Often when hospice is offered as an option, it is presented in negative terms – “There isn’t anything more to do;” Do not resuscitate,” -- when in fact there is a lot of living and a lot of joy that occurs in hospice.
When life-limiting conditions occur, we in hospice care talk about allowing natural deaths, managing symptoms, and living every day to its fullest. Imagine if you knew you only had six months left to live -- would you do anything differently?
Hospice care has filled my cup these past 20 plus years in nursing. I am appreciative and
grateful to the patients whose hands I have held; to those whose windows I have gazed out of, together enjoying their favorite hydrangeas; the families whose strength and grace I have marveled at as they cared for their loved ones through to the end. The kindness they have shown me as guests in their home.
I am amazed daily at the wonderful team of hospice people at RVNAhealth that come to work and give of themselves every day for our community and patients and families. And to you, our RVNAhealth hospice families. I am in awe of you and thank you for allowing us to be guests in your home and into your lives during this very private time. I honor you during this special month.

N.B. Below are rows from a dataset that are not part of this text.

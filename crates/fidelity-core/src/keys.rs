//! Lookup keys for the weight and threshold tables
//!
//! Each key is a closed enum with a stable snake_case identifier. Parsing an
//! unknown identifier fails with [`Error::UnknownKey`] instead of falling back
//! to a default.

use crate::error::{Error, Result};
use serde::{Deserialize, Serialize};
use std::fmt;
use std::str::FromStr;

fn normalize_key(s: &str) -> String {
    s.trim().to_ascii_lowercase().replace(['-', ' '], "_")
}

/// Shape tag assigned to a sample
#[derive(
    Debug, Clone, Copy, Default, PartialEq, Eq, PartialOrd, Ord, Hash, Serialize, Deserialize,
)]
#[serde(rename_all = "snake_case")]
pub enum DistributionType {
    #[default]
    Normal,
    QuasiNormal,
    Asymmetric,
    Leptokurtic,
    Multimodal,
}

impl DistributionType {
    pub const ALL: [DistributionType; 5] = [
        DistributionType::Normal,
        DistributionType::QuasiNormal,
        DistributionType::Asymmetric,
        DistributionType::Leptokurtic,
        DistributionType::Multimodal,
    ];

    pub fn name(&self) -> &'static str {
        match self {
            Self::Normal => "normal",
            Self::QuasiNormal => "quasi_normal",
            Self::Asymmetric => "asymmetric",
            Self::Leptokurtic => "leptokurtic",
            Self::Multimodal => "multimodal",
        }
    }
}

impl fmt::Display for DistributionType {
    fn fmt(&self, f: &mut fmt::Formatter<'_>) -> fmt::Result {
        write!(f, "{}", self.name())
    }
}

impl FromStr for DistributionType {
    type Err = Error;

    fn from_str(s: &str) -> Result<Self> {
        match normalize_key(s).as_str() {
            "normal" => Ok(Self::Normal),
            "quasi_normal" => Ok(Self::QuasiNormal),
            "asymmetric" => Ok(Self::Asymmetric),
            "leptokurtic" => Ok(Self::Leptokurtic),
            "multimodal" => Ok(Self::Multimodal),
            _ => Err(Error::unknown_key("distribution type", s)),
        }
    }
}

/// What the histogram is going to be used for
#[derive(
    Debug, Clone, Copy, Default, PartialEq, Eq, PartialOrd, Ord, Hash, Serialize, Deserialize,
)]
#[serde(rename_all = "snake_case")]
pub enum AnalysisContext {
    #[default]
    Default,
    Monitoring,
    Stability,
    AnomalyDetection,
    Characterization,
}

impl AnalysisContext {
    pub const ALL: [AnalysisContext; 5] = [
        AnalysisContext::Default,
        AnalysisContext::Monitoring,
        AnalysisContext::Stability,
        AnalysisContext::AnomalyDetection,
        AnalysisContext::Characterization,
    ];

    pub fn name(&self) -> &'static str {
        match self {
            Self::Default => "default",
            Self::Monitoring => "monitoring",
            Self::Stability => "stability",
            Self::AnomalyDetection => "anomaly_detection",
            Self::Characterization => "characterization",
        }
    }
}

impl fmt::Display for AnalysisContext {
    fn fmt(&self, f: &mut fmt::Formatter<'_>) -> fmt::Result {
        write!(f, "{}", self.name())
    }
}

impl FromStr for AnalysisContext {
    type Err = Error;

    fn from_str(s: &str) -> Result<Self> {
        match normalize_key(s).as_str() {
            "default" => Ok(Self::Default),
            "monitoring" => Ok(Self::Monitoring),
            "stability" => Ok(Self::Stability),
            "anomaly_detection" => Ok(Self::AnomalyDetection),
            "characterization" => Ok(Self::Characterization),
            _ => Err(Error::unknown_key("analysis context", s)),
        }
    }
}

/// Requested strictness of the threshold tables
#[derive(Debug, Clone, Copy, PartialEq, Eq, PartialOrd, Ord, Hash, Serialize, Deserialize)]
#[serde(rename_all = "snake_case")]
pub enum PrecisionLevel {
    High,
    Medium,
    Low,
    Minimal,
}

impl PrecisionLevel {
    pub const ALL: [PrecisionLevel; 4] = [
        PrecisionLevel::High,
        PrecisionLevel::Medium,
        PrecisionLevel::Low,
        PrecisionLevel::Minimal,
    ];

    pub fn name(&self) -> &'static str {
        match self {
            Self::High => "high",
            Self::Medium => "medium",
            Self::Low => "low",
            Self::Minimal => "minimal",
        }
    }
}

impl fmt::Display for PrecisionLevel {
    fn fmt(&self, f: &mut fmt::Formatter<'_>) -> fmt::Result {
        write!(f, "{}", self.name())
    }
}

impl FromStr for PrecisionLevel {
    type Err = Error;

    fn from_str(s: &str) -> Result<Self> {
        match normalize_key(s).as_str() {
            "high" => Ok(Self::High),
            "medium" => Ok(Self::Medium),
            "low" => Ok(Self::Low),
            "minimal" => Ok(Self::Minimal),
            _ => Err(Error::unknown_key("precision level", s)),
        }
    }
}

/// Analysis objective that shifts weight towards particular moments
#[derive(Debug, Clone, Copy, PartialEq, Eq, PartialOrd, Ord, Hash, Serialize, Deserialize)]
#[serde(rename_all = "snake_case")]
pub enum Objective {
    CentralTendency,
    Dispersion,
    Shape,
    TailRisk,
    Balanced,
}

impl Objective {
    pub const ALL: [Objective; 5] = [
        Objective::CentralTendency,
        Objective::Dispersion,
        Objective::Shape,
        Objective::TailRisk,
        Objective::Balanced,
    ];

    pub fn name(&self) -> &'static str {
        match self {
            Self::CentralTendency => "central_tendency",
            Self::Dispersion => "dispersion",
            Self::Shape => "shape",
            Self::TailRisk => "tail_risk",
            Self::Balanced => "balanced",
        }
    }
}

impl fmt::Display for Objective {
    fn fmt(&self, f: &mut fmt::Formatter<'_>) -> fmt::Result {
        write!(f, "{}", self.name())
    }
}

impl FromStr for Objective {
    type Err = Error;

    fn from_str(s: &str) -> Result<Self> {
        match normalize_key(s).as_str() {
            "central_tendency" => Ok(Self::CentralTendency),
            "dispersion" => Ok(Self::Dispersion),
            "shape" => Ok(Self::Shape),
            "tail_risk" => Ok(Self::TailRisk),
            "balanced" => Ok(Self::Balanced),
            _ => Err(Error::unknown_key("objective", s)),
        }
    }
}

#[cfg(test)]
mod tests {
    use super::*;

    #[test]
    fn test_distribution_type_parsing() {
        for t in DistributionType::ALL {
            assert_eq!(t.name().parse::<DistributionType>().unwrap(), t);
        }
        assert_eq!(
            "quasi-normal".parse::<DistributionType>().unwrap(),
            DistributionType::QuasiNormal
        );
        let err = "bimodal".parse::<DistributionType>().unwrap_err();
        assert!(matches!(err, Error::UnknownKey { kind: "distribution type", .. }));
    }

    #[test]
    fn test_context_parsing() {
        for c in AnalysisContext::ALL {
            assert_eq!(c.to_string().parse::<AnalysisContext>().unwrap(), c);
        }
        assert_eq!(
            "Anomaly Detection".parse::<AnalysisContext>().unwrap(),
            AnalysisContext::AnomalyDetection
        );
        assert!("forecasting".parse::<AnalysisContext>().is_err());
    }

    #[test]
    fn test_precision_and_objective_parsing() {
        for p in PrecisionLevel::ALL {
            assert_eq!(p.name().parse::<PrecisionLevel>().unwrap(), p);
        }
        for o in Objective::ALL {
            assert_eq!(o.name().parse::<Objective>().unwrap(), o);
        }
        assert!("ultra".parse::<PrecisionLevel>().is_err());
        assert!("tails".parse::<Objective>().is_err());
    }

    #[test]
    fn test_serde_identifiers() {
        assert_eq!(
            serde_json::to_string(&DistributionType::QuasiNormal).unwrap(),
            "\"quasi_normal\""
        );
        assert_eq!(
            serde_json::to_string(&AnalysisContext::AnomalyDetection).unwrap(),
            "\"anomaly_detection\""
        );
        let o: Objective = serde_json::from_str("\"tail_risk\"").unwrap();
        assert_eq!(o, Objective::TailRisk);
    }
}
//! Adaptive moment weighting
//!
//! The weight vector starts from the analysis context and is pulled towards
//! the distribution-specific correction and, optionally, an objective vector.
//! Each pull is scaled by the confidence of its signal.

use fidelity_core::{
    AnalysisContext, DistributionType, Error, Objective, Result, WeightVector,
};
use fidelity_shape::DistributionLabel;
use serde::{Deserialize, Serialize};
use std::path::Path;

/// Base weights per analysis context
#[derive(Debug, Clone, Copy, PartialEq, Serialize, Deserialize)]
#[serde(deny_unknown_fields)]
pub struct ContextWeights {
    pub default: WeightVector,
    pub monitoring: WeightVector,
    pub stability: WeightVector,
    pub anomaly_detection: WeightVector,
    pub characterization: WeightVector,
}

impl Default for ContextWeights {
    fn default() -> Self {
        Self {
            default: WeightVector::from_table([0.40, 0.30, 0.20, 0.10]),
            monitoring: WeightVector::from_table([0.45, 0.35, 0.12, 0.08]),
            stability: WeightVector::from_table([0.30, 0.45, 0.15, 0.10]),
            anomaly_detection: WeightVector::from_table([0.15, 0.25, 0.25, 0.35]),
            characterization: WeightVector::from_table([0.25; 4]),
        }
    }
}

impl ContextWeights {
    pub fn get(&self, context: AnalysisContext) -> WeightVector {
        match context {
            AnalysisContext::Default => self.default,
            AnalysisContext::Monitoring => self.monitoring,
            AnalysisContext::Stability => self.stability,
            AnalysisContext::AnomalyDetection => self.anomaly_detection,
            AnalysisContext::Characterization => self.characterization,
        }
    }
}

/// Correction vectors per distribution type
#[derive(Debug, Clone, Copy, PartialEq, Serialize, Deserialize)]
#[serde(deny_unknown_fields)]
pub struct DistributionWeights {
    pub normal: WeightVector,
    pub quasi_normal: WeightVector,
    pub asymmetric: WeightVector,
    pub leptokurtic: WeightVector,
    pub multimodal: WeightVector,
}

impl Default for DistributionWeights {
    fn default() -> Self {
        Self {
            // Skewness of a normal sample is noise around zero
            normal: WeightVector::from_table([0.50, 0.42, 0.00, 0.08]),
            quasi_normal: WeightVector::from_table([0.40, 0.32, 0.16, 0.12]),
            asymmetric: WeightVector::from_table([0.30, 0.25, 0.30, 0.15]),
            leptokurtic: WeightVector::from_table([0.25, 0.25, 0.15, 0.35]),
            multimodal: WeightVector::from_table([0.30, 0.30, 0.20, 0.20]),
        }
    }
}

impl DistributionWeights {
    pub fn get(&self, distribution_type: DistributionType) -> WeightVector {
        match distribution_type {
            DistributionType::Normal => self.normal,
            DistributionType::QuasiNormal => self.quasi_normal,
            DistributionType::Asymmetric => self.asymmetric,
            DistributionType::Leptokurtic => self.leptokurtic,
            DistributionType::Multimodal => self.multimodal,
        }
    }
}

/// Weight vectors per analysis objective
#[derive(Debug, Clone, Copy, PartialEq, Serialize, Deserialize)]
#[serde(deny_unknown_fields)]
pub struct ObjectiveWeights {
    pub central_tendency: WeightVector,
    pub dispersion: WeightVector,
    pub shape: WeightVector,
    pub tail_risk: WeightVector,
    pub balanced: WeightVector,
}

impl Default for ObjectiveWeights {
    fn default() -> Self {
        Self {
            central_tendency: WeightVector::from_table([0.60, 0.25, 0.10, 0.05]),
            dispersion: WeightVector::from_table([0.20, 0.60, 0.10, 0.10]),
            shape: WeightVector::from_table([0.10, 0.15, 0.40, 0.35]),
            tail_risk: WeightVector::from_table([0.10, 0.20, 0.25, 0.45]),
            balanced: WeightVector::from_table([0.25; 4]),
        }
    }
}

impl ObjectiveWeights {
    pub fn get(&self, objective: Objective) -> WeightVector {
        match objective {
            Objective::CentralTendency => self.central_tendency,
            Objective::Dispersion => self.dispersion,
            Objective::Shape => self.shape,
            Objective::TailRisk => self.tail_risk,
            Objective::Balanced => self.balanced,
        }
    }
}

/// All weight lookup tables.
///
/// Deserialized rows are validated by [`WeightVector`] itself, so a table
/// loaded from JSON always holds normalized vectors.
#[derive(Debug, Clone, Copy, Default, PartialEq, Serialize, Deserialize)]
#[serde(deny_unknown_fields)]
pub struct WeightTables {
    pub contexts: ContextWeights,
    pub distributions: DistributionWeights,
    pub objectives: ObjectiveWeights,
}

impl WeightTables {
    pub fn from_json(json: &str) -> Result<Self> {
        Ok(serde_json::from_str(json)?)
    }

    pub fn from_file(path: impl AsRef<Path>) -> Result<Self> {
        Self::from_json(&std::fs::read_to_string(path)?)
    }

    /// Check that every row is a normalized weight vector, naming the first
    /// row that is not
    pub fn validate(&self) -> Result<()> {
        let rows = AnalysisContext::ALL
            .iter()
            .map(|&c| (format!("contexts.{c}"), self.contexts.get(c)))
            .chain(
                DistributionType::ALL
                    .iter()
                    .map(|&d| (format!("distributions.{d}"), self.distributions.get(d))),
            )
            .chain(
                Objective::ALL
                    .iter()
                    .map(|&o| (format!("objectives.{o}"), self.objectives.get(o))),
            );
        for (field, row) in rows {
            WeightVector::new(row.as_array())
                .map_err(|e| Error::InvalidConfig(format!("{field}: {e}")))?;
        }
        Ok(())
    }
}

/// How strongly each signal may pull the weights away from the context
#[derive(Debug, Clone, Copy, PartialEq, Serialize, Deserialize)]
pub struct WeightInfluence {
    /// Multiplier on the distribution label confidence, in `[0, 1]`
    pub distribution: f64,
    /// Multiplier on the objective confidence, in `[0, 1]`
    pub objective: f64,
    /// Upper bound on the combined strength of both signals
    pub max_blend: f64,
}

impl Default for WeightInfluence {
    fn default() -> Self {
        Self {
            distribution: 1.0,
            objective: 0.5,
            max_blend: 0.95,
        }
    }
}

impl WeightInfluence {
    /// Context weights only; labels and objectives are ignored
    pub fn context_only() -> Self {
        Self {
            distribution: 0.0,
            objective: 0.0,
            ..Self::default()
        }
    }

    /// Labels nudge the weights but the context keeps the larger share
    pub fn conservative() -> Self {
        Self {
            distribution: 0.5,
            objective: 0.25,
            max_blend: 0.75,
        }
    }

    /// Clamp every field into its valid range. NaN becomes zero.
    pub fn sanitized(self) -> Self {
        Self {
            distribution: unit(self.distribution),
            objective: unit(self.objective),
            max_blend: unit(self.max_blend),
        }
    }
}

fn unit(x: f64) -> f64 {
    if x.is_nan() {
        0.0
    } else {
        x.clamp(0.0, 1.0)
    }
}

/// A weight vector together with how much it should be trusted
#[derive(Debug, Clone, Copy, PartialEq)]
pub struct WeightSignal {
    pub weights: WeightVector,
    pub confidence: f64,
}

impl WeightSignal {
    pub fn new(weights: WeightVector, confidence: f64) -> Self {
        Self {
            weights,
            confidence,
        }
    }
}

/// Derives the moment weight vector from context, shape and objective
#[derive(Debug, Clone, Copy, Default, PartialEq)]
pub struct AdaptiveWeightEngine {
    tables: WeightTables,
    influence: WeightInfluence,
}

impl AdaptiveWeightEngine {
    /// Engine over custom tables, validated up front
    pub fn new(tables: WeightTables, influence: WeightInfluence) -> Result<Self> {
        tables.validate()?;
        Ok(Self {
            tables,
            influence: influence.sanitized(),
        })
    }

    /// Built-in tables with the given influence
    pub fn with_influence(influence: WeightInfluence) -> Self {
        Self {
            tables: WeightTables::default(),
            influence: influence.sanitized(),
        }
    }

    pub fn tables(&self) -> &WeightTables {
        &self.tables
    }

    pub fn influence(&self) -> &WeightInfluence {
        &self.influence
    }

    pub fn base_weights(&self, context: AnalysisContext) -> WeightVector {
        self.tables.contexts.get(context)
    }

    pub fn correction(&self, distribution_type: DistributionType) -> WeightVector {
        self.tables.distributions.get(distribution_type)
    }

    pub fn objective_weights(&self, objective: Objective) -> WeightVector {
        self.tables.objectives.get(objective)
    }

    /// Effective blend strengths `(distribution, objective)` for the given
    /// signal confidences.
    ///
    /// Each strength is the clamped confidence times its influence. When the
    /// two together exceed `max_blend` they are scaled down proportionally.
    pub fn blend_strengths(
        &self,
        distribution_confidence: Option<f64>,
        objective_confidence: Option<f64>,
    ) -> (f64, f64) {
        let s_d = distribution_confidence.map_or(0.0, unit) * self.influence.distribution;
        let s_o = objective_confidence.map_or(0.0, unit) * self.influence.objective;
        let total = s_d + s_o;
        if total > self.influence.max_blend {
            let scale = self.influence.max_blend / total;
            (s_d * scale, s_o * scale)
        } else {
            (s_d, s_o)
        }
    }

    /// Confidence-scaled blend of the context vector with the optional
    /// distribution and objective signals, renormalized to sum to one.
    ///
    /// Without any effective signal the context weights come back unchanged.
    pub fn combine(
        &self,
        context: WeightVector,
        distribution: Option<WeightSignal>,
        objective: Option<WeightSignal>,
    ) -> WeightVector {
        let (s_d, s_o) = self.blend_strengths(
            distribution.map(|s| s.confidence),
            objective.map(|s| s.confidence),
        );
        if s_d + s_o <= 0.0 {
            return context;
        }

        let keep = 1.0 - s_d - s_o;
        let ctx = context.as_array();
        let dist = distribution.map_or([0.0; 4], |s| s.weights.as_array());
        let obj = objective.map_or([0.0; 4], |s| s.weights.as_array());

        let blended: [f64; 4] =
            std::array::from_fn(|i| keep * ctx[i] + s_d * dist[i] + s_o * obj[i]);
        WeightVector::normalized(blended).unwrap_or(context)
    }

    /// Full weighting pipeline: context base, distribution correction at the
    /// label's confidence, objective at full confidence.
    pub fn resolve(
        &self,
        context: AnalysisContext,
        label: Option<&DistributionLabel>,
        objective: Option<Objective>,
    ) -> WeightVector {
        let distribution = label.map(|l| {
            WeightSignal::new(self.correction(l.distribution_type), l.confidence)
        });
        let objective = objective.map(|o| WeightSignal::new(self.objective_weights(o), 1.0));
        self.combine(self.base_weights(context), distribution, objective)
    }
}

In closing, I would encourage anyone who has not yet started their Advanced Care Planning conversations to use this November as your springboard to make the move! Start the conversation about Advanced Care Planning, visit our hospice and palliative care team at RVNAhealth. Let us help you start the conversation during non-crisis times. We have educational handouts to guide you, as well as team members to speak with. Nobody has ever regretted the decision to plan in advance. On the contrary. It’s a gift to yourselves and your loved ones.